Gateway Mac spoofing prevention (no ip source guard /dynamic arp inspection)

dnv21 · May 7, 2021, 7:26am

In enterprise switch networks which is usually structured with access ,distribution and core i find that sometimes access /distribution layer gets spoofed with gateway mac address . At these layers since ip address configuration of devices connected to ports usually are spread across static or dhcp ip address . Since source guard relies on dhcp snooping binding database having it is not scalable for devices with static ip devices connected to switchports .
Typical setup is like

pc---torswitch--distswitch--corertrwithgw
         |--- roguegwspoofing device

the rogue-spoofing device redirects the gw traffic by spoofing the mac address of gateway ,there by causing loss of ip traffic . Ipsource guard is not scalable here as it is multistack switch it is not feasible to add manually ip source entries . Is there any suggested method to prevent spoofing

lagapidis · May 10, 2021, 5:46am

Hello Venka

In order to deal with such a situation, the best thing to do is to employ the use of DHCP snooping along with dynamic ARP inspection (DAI).
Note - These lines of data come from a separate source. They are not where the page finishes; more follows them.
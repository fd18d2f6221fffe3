//! gst - Global Stocktake plot plans
//!
//! Reads a country x year dataset (a CSV in the common format, or the
//! configured PRIMAP-hist / World Bank files) and writes the plan for one
//! of the standard figures as JSON under `<output>/plots`.

use std::path::PathBuf;

use clap::{Args, Parser, Subcommand, ValueEnum};
use gst_core::{
    DataType, Dataset, GstConfig, GstError, PlotKind, Stocktake, DEFAULT_GAS, DEFAULT_SCENARIO,
    DEFAULT_SECTOR,
};
use tracing_subscriber::EnvFilter;

#[derive(Parser, Debug)]
#[command(name = "gst", version, about = "Plot plans for Global Stocktake data")]
struct Cli {
    /// Configuration file (TOML)
    #[arg(short, long, global = true)]
    config: Option<PathBuf>,

    /// Output folder; plans are written to its `plots` subfolder
    #[arg(short, long, global = true)]
    output: Option<PathBuf>,

    #[command(subcommand)]
    command: Command,
}

#[derive(Subcommand, Debug)]
enum Command {
    /// Distribution across countries in one year
    Histogram {
        #[command(flatten)]
        input: InputArgs,
        /// Year to plot
        #[arg(long)]
        year: Option<i32>,
    },
    /// Percentage change since a baseline year
    Change {
        #[command(flatten)]
        input: InputArgs,
        #[arg(long)]
        year: Option<i32>,
        /// Baseline year
        #[arg(long)]
        since: Option<i32>,
    },
    /// Rolling average of annual percentage change
    Trend {
        #[command(flatten)]
        input: InputArgs,
        #[arg(long)]
        year: Option<i32>,
        /// Number of years averaged
        #[arg(long)]
        window: Option<usize>,
    },
    /// Year in which each country peaked
    Peaking {
        #[command(flatten)]
        input: InputArgs,
        /// First year considered
        #[arg(long)]
        since: Option<i32>,
    },
    /// One line plot per country
    Facet {
        #[command(flatten)]
        input: InputArgs,
        /// Name used in the output file name; defaults to the dataset's
        #[arg(long)]
        plot_name: Option<String>,
    },
    /// Gas by sector overview of NDC coverage
    Ndc {
        /// Count "no information" as not covered
        #[arg(long)]
        pessimistic: bool,
    },
    /// Print the effective configuration as TOML
    Config,
}

#[derive(Args, Debug)]
struct InputArgs {
    /// CSV file in the common format; the configured dataset is used if omitted
    file: Option<PathBuf>,

    /// PRIMAP-hist gas, e.g. "CO2"
    #[arg(long, conflicts_with = "file")]
    gas: Option<String>,

    /// PRIMAP-hist sector code, e.g. "1.A"
    #[arg(long, conflicts_with = "file")]
    sector: Option<String>,

    /// Plot absolute values or intensities
    #[arg(long, value_enum)]
    data_type: Option<DataTypeArg>,

    /// Variable name for titles; defaults to the dataset's
    #[arg(short, long)]
    variable: Option<String>,

    /// Remove outliers outside Tukey's fences before binning
    #[arg(long)]
    remove_outliers: bool,

    /// Country code to highlight
    #[arg(long)]
    highlight: Option<String>,
}

#[derive(Clone, Copy, Debug, ValueEnum)]
enum DataTypeArg {
    Absolute,
    PerCapita,
    PerUsd,
}

impl From<DataTypeArg> for DataType {
    fn from(arg: DataTypeArg) -> Self {
        match arg {
            DataTypeArg::Absolute => DataType::Absolute,
            DataTypeArg::PerCapita => DataType::PerCapita,
            DataTypeArg::PerUsd => DataType::PerUsd,
        }
    }
}

impl InputArgs {
    fn apply(&self, config: &mut GstConfig) {
        if let Some(file) = &self.file {
            config.dataset = Dataset::Table { path: file.clone() };
        } else if self.gas.is_some() || self.sector.is_some() {
            let (scenario, gas, sector) = match &config.dataset {
                Dataset::Primap {
                    scenario,
                    gas,
                    sector,
                } => (scenario.clone(), gas.clone(), sector.clone()),
                _ => (
                    Some(DEFAULT_SCENARIO.to_string()),
                    DEFAULT_GAS.to_string(),
                    DEFAULT_SECTOR.to_string(),
                ),
            };
            config.dataset = Dataset::Primap {
                scenario,
                gas: self.gas.clone().unwrap_or(gas),
                sector: self.sector.clone().unwrap_or(sector),
            };
        }

        if let Some(data_type) = self.data_type {
            config.analysis.data_type = data_type.into();
        }
        if self.remove_outliers {
            config.histogram.remove_outliers = true;
        }
        if let Some(country) = &self.highlight {
            config.analysis.country_to_highlight = Some(country.clone());
        }
    }
}

/// What a command did
#[derive(Debug, PartialEq)]
enum Outcome {
    /// A plan was written
    Written(PathBuf),
    /// Nothing was written; the reason is shown to the user
    Skipped(String),
    /// Output went to stdout
    Printed,
}

fn load_config(cli: &Cli) -> Result<GstConfig, GstError> {
    let mut config = match &cli.config {
        Some(path) => GstConfig::from_file(path)?,
        None => GstConfig::default(),
    };
    if let Some(output) = &cli.output {
        config.data.output_folder = output.clone();
    }
    Ok(config)
}

fn run(cli: Cli) -> Result<Outcome, GstError> {
    let mut config = load_config(&cli)?;

    let (input, kind) = match &cli.command {
        Command::Histogram { input, year } => {
            if let Some(year) = year {
                config.analysis.year_of_interest = *year;
            }
            (input, Some(PlotKind::Distribution))
        }
        Command::Change { input, year, since } => {
            if let Some(year) = year {
                config.analysis.year_of_interest = *year;
            }
            if let Some(since) = since {
                config.analysis.baseline_year = *since;
            }
            (input, Some(PlotKind::ChangeSinceBaseline))
        }
        Command::Trend {
            input,
            year,
            window,
        } => {
            if let Some(year) = year {
                config.analysis.year_of_interest = *year;
            }
            if let Some(window) = window {
                config.analysis.trend_years = *window;
            }
            (input, Some(PlotKind::Trend))
        }
        Command::Peaking { input, since } => {
            if let Some(since) = since {
                config.analysis.peaking_start_year = *since;
            }
            (input, Some(PlotKind::Peaking))
        }
        Command::Facet { input, .. } => (input, None),
        Command::Ndc { pessimistic } => {
            let stocktake = Stocktake::new(config)?;
            let plan = stocktake.ndc_plan(!pessimistic)?;
            return stocktake.export(&plan).map(Outcome::Written);
        }
        Command::Config => {
            print!("{}", config.to_toml()?);
            return Ok(Outcome::Printed);
        }
    };
    input.apply(&mut config);

    let stocktake = Stocktake::new(config)?;
    let loaded = stocktake.load()?;
    let variable = input
        .variable
        .clone()
        .unwrap_or_else(|| loaded.variable.clone());

    let written = match kind {
        Some(kind) => stocktake.run(kind, &loaded.table, &variable),
        None => {
            let plot_name = match &cli.command {
                Command::Facet {
                    plot_name: Some(name),
                    ..
                } => name.as_str(),
                _ => loaded.plot_name.as_str(),
            };
            stocktake.export(&stocktake.facet_plan(&loaded.table, &variable, plot_name))
        }
    };

    match written {
        Ok(path) => Ok(Outcome::Written(path)),
        Err(e) if e.is_degenerate() => {
            tracing::warn!("{}", e);
            Ok(Outcome::Skipped(e.to_string()))
        }
        Err(e) => Err(e),
    }
}

fn main() -> Result<(), Box<dyn std::error::Error>> {
    // warnings are shown unless RUST_LOG asks for something else
    let filter = EnvFilter::try_from_default_env().unwrap_or_else(|_| EnvFilter::new("warn"));
    tracing_subscriber::fmt()
        .with_env_filter(filter)
        .with_writer(std::io::stderr)
        .init();

    match run(Cli::parse())? {
        Outcome::Written(path) => println!("{}", path.display()),
        Outcome::Skipped(reason) => eprintln!("No plot written: {}", reason),
        Outcome::Printed => {}
    }
    Ok(())
}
DAI will determine the validity of an ARP packet based on the valid MAC address to IP address binding stored in the DHCP snooping database. This will ensure that a device asking for the MAC address of the gateway will not be responded to by an attacker.

These in combination with a good port security implementation will mitigate against virtually all such attacks. Here are the related lessons that will help you out:

I hope this has been helpful!

Laz